Reamplify
Starter kit: Re-implementation of the AWS Amplify CLI in CDK
Install / Use
/learn @ThomasRooney/ReamplifyREADME
Reamplify
Re-implementation of the AWS Amplify CLI with pure CDK.
Motivation
- The AWS Amplify GraphQL Specification transformation to DynamoDB Table Configuration / AppSync GraphQL Resolvers is fantastic.
- Amplify's Auth/UI library is fantastic.
- Amplify works great for prototyping applications.
However:
- The developer experience of deploying, managing and configuring moderately-complex AWS Applications via AWS Amplify can be sub-par.
- Using AWS Amplify will hide key infrastructure resources (CloudFront, CodeBuild) from you. When there are issues, you often have no way to debug/diagnose/fix these issues without going through support, which can be frustrating.
- We found deployment of Amplify CLI-managed infrastructure to be very slow: we'd often wait 10-20 minutes for a deployment to complete, even when making very small changes.
- AWS Amplify undergoes a high pace of development and is often unstable. Whilst it's a fantastic technology for rapid prototyping, we found building stable production-ready applications on top of it frustrating. We ran into bugs regularly.

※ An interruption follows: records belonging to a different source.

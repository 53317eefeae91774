//! Integration tests for the catalog: restaurants, foods, locations, and
//! feedback.
//!
//! These tests require:
//! - A running `PostgreSQL` database
//! - The server running (cargo run -p mealdrop-server)
//!
//! Run with: cargo test -p mealdrop-integration-tests -- --ignored

use reqwest::StatusCode;
use serde_json::{Value, json};
use uuid::Uuid;

use mealdrop_integration_tests::{base_url, client, create_location, signup, unique_email};

#[tokio::test]
#[ignore = "Requires running server and database"]
async fn test_restaurant_list_is_public() {
    let client = client();

    let resp = client
        .get(format!("{}/restaurants", base_url()))
        .send()
        .await
        .expect("Failed to list restaurants");

    assert_eq!(resp.status(), StatusCode::OK);
    let body: Value = resp.json().await.expect("Failed to parse restaurants");
    assert!(body.is_array());
}

#[tokio::test]
#[ignore = "Requires running server and database"]
async fn test_restaurant_mutations_require_admin() {
    let client = client();
    let user = signup(&client, "resto-user", false).await;

    let resp = client
        .post(format!("{}/restaurants", base_url()))
        .bearer_auth(&user.token)
        .json(&json!({"name": "Unauthorized Bistro"}))
        .send()
        .await
        .expect("Failed to send create request");

    assert_eq!(resp.status(), StatusCode::FORBIDDEN);
}

#[tokio::test]
#[ignore = "Requires running server and database"]
async fn test_restaurant_crud() {
    let client = client();
    let admin = signup(&client, "resto-admin", true).await;

    // Create
    let name = format!("Bistro {}", Uuid::new_v4());
    let resp = client
        .post(format!("{}/restaurants", base_url()))
        .bearer_auth(&admin.token)
        .json(&json!({"name": name, "about": "Neighborhood joint"}))
        .send()
        .await
        .expect("Failed to create restaurant");
    assert_eq!(resp.status(), StatusCode::CREATED);
    let body: Value = resp.json().await.expect("Failed to parse restaurant");
    let id = body["id"].as_i64().expect("restaurant missing id");
    assert_eq!(body["name"], name);

    // Partial update leaves other fields alone
    let resp = client
        .put(format!("{}/restaurants/{id}", base_url()))
        .bearer_auth(&admin.token)
        .json(&json!({"location": "Main Street 1"}))
        .send()
        .await
        .expect("Failed to update restaurant");
    assert_eq!(resp.status(), StatusCode::OK);
    let body: Value = resp.json().await.expect("Failed to parse restaurant");
    assert_eq!(body["name"], name);
    assert_eq!(body["location"], "Main Street 1");

    // Delete
    let resp = client
        .delete(format!("{}/restaurants/{id}", base_url()))
        .bearer_auth(&admin.token)
        .send()
        .await
        .expect("Failed to delete restaurant");
    assert_eq!(resp.status(), StatusCode::NO_CONTENT);

    // Gone now
    let resp = client
        .delete(format!("{}/restaurants/{id}", base_url()))
        .bearer_auth(&admin.token)
        .send()
        .await
        .expect("Failed to send second delete");
    assert_eq!(resp.status(), StatusCode::NOT_FOUND);
}

#[tokio::test]
#[ignore = "Requires running server and database"]
async fn test_foods_by_restaurant() {
    let client = client();
    let admin = signup(&client, "food-admin", true).await;

    let resp = client
        .post(format!("{}/restaurants", base_url()))
        .bearer_auth(&admin.token)
        .json(&json!({"name": format!("Pizzeria {}", Uuid::new_v4())}))
        .send()
        .await
        .expect("Failed to create restaurant");
    let body: Value = resp.json().await.expect("Failed to parse restaurant");
    let restaurant_id = body["id"].as_i64().expect("restaurant missing id");

    let resp = client
        .post(format!("{}/foods", base_url()))
        .bearer_auth(&admin.token)
        .json(&json!({
            "name": "Quattro Formaggi",
            "restaurant_id": restaurant_id,
            "price": "12.00",
        }))
        .send()
        .await
        .expect("Failed to create food");
    assert_eq!(resp.status(), StatusCode::CREATED);

    let resp = client
        .get(format!("{}/restaurants/{restaurant_id}/foods", base_url()))
        .send()
        .await
        .expect("Failed to list foods");
    assert_eq!(resp.status(), StatusCode::OK);

    let foods: Value = resp.json().await.expect("Failed to parse foods");
    let foods = foods.as_array().expect("foods response is not an array");
    assert_eq!(foods.len(), 1);
    assert_eq!(foods[0]["name"], "Quattro Formaggi");
    assert_eq!(foods[0]["price"], "12.00");
}

#[tokio::test]
#[ignore = "Requires running server and database"]
async fn test_locations_are_scoped_to_owner() {
    let client = client();
    let alice = signup(&client, "loc-alice", false).await;
    let bob = signup(&client, "loc-bob", false).await;

    let location_id = create_location(&client, &alice).await;

    let resp = client
        .get(format!("{}/locations/mine", base_url()))
        .bearer_auth(&alice.token)
        .send()
        .await
        .expect("Failed to list own locations");
    assert_eq!(resp.status(), StatusCode::OK);
    let body: Value = resp.json().await.expect("Failed to parse locations");
    let ids: Vec<i64> = body
        .as_array()
        .expect("locations response is not an array")
        .iter()
        .filter_map(|l| l["id"].as_i64())
        .collect();
    assert!(ids.contains(&location_id));

    // Bob does not see Alice's location
    let resp = client
        .get(format!("{}/locations/mine", base_url()))
        .bearer_auth(&bob.token)
        .send()
        .await
        .expect("Failed to list own locations");
    let body: Value = resp.json().await.expect("Failed to parse locations");
    let ids: Vec<i64> = body
        .as_array()
        .expect("locations response is not an array")
        .iter()
        .filter_map(|l| l["id"].as_i64())
        .collect();
    assert!(!ids.contains(&location_id));
}

#[tokio::test]
#[ignore = "Requires running server and database"]
async fn test_location_update_and_delete_own() {
    let client = client();
    let alice = signup(&client, "locmut-alice", false).await;
    let bob = signup(&client, "locmut-bob", false).await;

    let location_id = create_location(&client, &alice).await;

    // Owner can rename it
    let resp = client
        .put(format!("{}/locations/mine/{location_id}", base_url()))
        .bearer_auth(&alice.token)
        .json(&json!({"name": "Office"}))
        .send()
        .await
        .expect("Failed to update location");
    assert_eq!(resp.status(), StatusCode::OK);
    let body: Value = resp.json().await.expect("Failed to parse location");
    assert_eq!(body["name"], "Office");
    // Untouched fields survive a partial update
    assert_eq!(body["latitude"], "52.3676");

    // Someone else's location looks like it doesn't exist
    let resp = client
        .put(format!("{}/locations/mine/{location_id}", base_url()))
        .bearer_auth(&bob.token)
        .json(&json!({"name": "Hijacked"}))
        .send()
        .await
        .expect("Failed to send update request");
    assert_eq!(resp.status(), StatusCode::NOT_FOUND);

    let resp = client
        .delete(format!("{}/locations/mine/{location_id}", base_url()))
        .bearer_auth(&bob.token)
        .send()
        .await
        .expect("Failed to send delete request");
    assert_eq!(resp.status(), StatusCode::NOT_FOUND);

    // Owner can delete it
    let resp = client
        .delete(format!("{}/locations/mine/{location_id}", base_url()))
        .bearer_auth(&alice.token)
        .send()
        .await
        .expect("Failed to delete location");
    assert_eq!(resp.status(), StatusCode::NO_CONTENT);

    let resp = client
        .get(format!("{}/locations/mine", base_url()))
        .bearer_auth(&alice.token)
        .send()
        .await
        .expect("Failed to list own locations");
    let body: Value = resp.json().await.expect("Failed to parse locations");
    let gone = body
        .as_array()
        .expect("locations response is not an array")
        .iter()
        .all(|l| l["id"].as_i64() != Some(location_id));
    assert!(gone);
}

#[tokio::test]
#[ignore = "Requires running server and database"]
async fn test_food_search_by_substring() {
    let client = client();
    let admin = signup(&client, "search-admin", true).await;

    let resp = client
        .post(format!("{}/restaurants", base_url()))
        .bearer_auth(&admin.token)
        .json(&json!({"name": format!("Diner {}", Uuid::new_v4())}))
        .send()
        .await
        .expect("Failed to create restaurant");
    let body: Value = resp.json().await.expect("Failed to parse restaurant");
    let restaurant_id = body["id"].as_i64().expect("restaurant missing id");

    // Name unique to this run so existing catalog rows can't interfere
    let marker = Uuid::new_v4().simple().to_string();
    let name = format!("Stroopwafel {marker}");
    let resp = client
        .post(format!("{}/foods", base_url()))
        .bearer_auth(&admin.token)
        .json(&json!({
            "name": name,
            "restaurant_id": restaurant_id,
            "price": "3.25",
        }))
        .send()
        .await
        .expect("Failed to create food");
    assert_eq!(resp.status(), StatusCode::CREATED);

    // Case-insensitive substring match finds it
    let needle = marker.to_uppercase();
    let resp = client
        .get(format!("{}/foods/search/{needle}", base_url()))
        .send()
        .await
        .expect("Failed to search foods");
    assert_eq!(resp.status(), StatusCode::OK);
    let foods: Value = resp.json().await.expect("Failed to parse foods");
    let foods = foods.as_array().expect("foods response is not an array");
    assert_eq!(foods.len(), 1);
    assert_eq!(foods[0]["name"], name);

    // A term that matches nothing returns an empty list, not an error
    let resp = client
        .get(format!("{}/foods/search/{}", base_url(), Uuid::new_v4()))
        .send()
        .await
        .expect("Failed to search foods");
    assert_eq!(resp.status(), StatusCode::OK);
    let foods: Value = resp.json().await.expect("Failed to parse foods");
    assert_eq!(foods.as_array().map(Vec::len), Some(0));
}

#[tokio::test]
#[ignore = "Requires running server and database"]
async fn test_location_list_all_requires_admin() {
    let client = client();
    let user = signup(&client, "loc-gate", false).await;

    let resp = client
        .get(format!("{}/locations", base_url()))
        .bearer_auth(&user.token)
        .send()
        .await
        .expect("Failed to send list request");

    assert_eq!(resp.status(), StatusCode::FORBIDDEN);
}

#[tokio::test]
#[ignore = "Requires running server and database"]
async fn test_feedback_flow() {
    let client = client();
    let admin = signup(&client, "fb-admin", true).await;

    let email = unique_email("feedback");
    let resp = client
        .post(format!("{}/feedback", base_url()))
        .json(&json!({"email": email, "message": "Loved the pizza"}))
        .send()
        .await
        .expect("Failed to leave feedback");
    assert_eq!(resp.status(), StatusCode::CREATED);

    // Malformed email is rejected up front
    let resp = client
        .post(format!("{}/feedback", base_url()))
        .json(&json!({"email": "not-an-email", "message": "hi"}))
        .send()
        .await
        .expect("Failed to send feedback request");
    assert_eq!(resp.status(), StatusCode::BAD_REQUEST);

    // Admin sees it in the list
    let resp = client
        .get(format!("{}/feedback", base_url()))
        .bearer_auth(&admin.token)
        .send()
        .await
        .expect("Failed to list feedback");
    assert_eq!(resp.status(), StatusCode::OK);
    let body: Value = resp.json().await.expect("Failed to parse feedback");
    let found = body
        .as_array()
        .expect("feedback response is not an array")
        .iter()
        .any(|f| f["email"] == email.as_str());
    assert!(found);
}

- Because of the hidden complexity within AWS Amplify, when you run into an AWS Amplify bug it is very easy to become blocked. Its internals are not well documented, and we found ourselves spending a lot of time digging through the code to find workarounds.
- We found integrating our Amplify-managed components with non-Amplify components (an AWS Fargate Node.JS server) to be complex.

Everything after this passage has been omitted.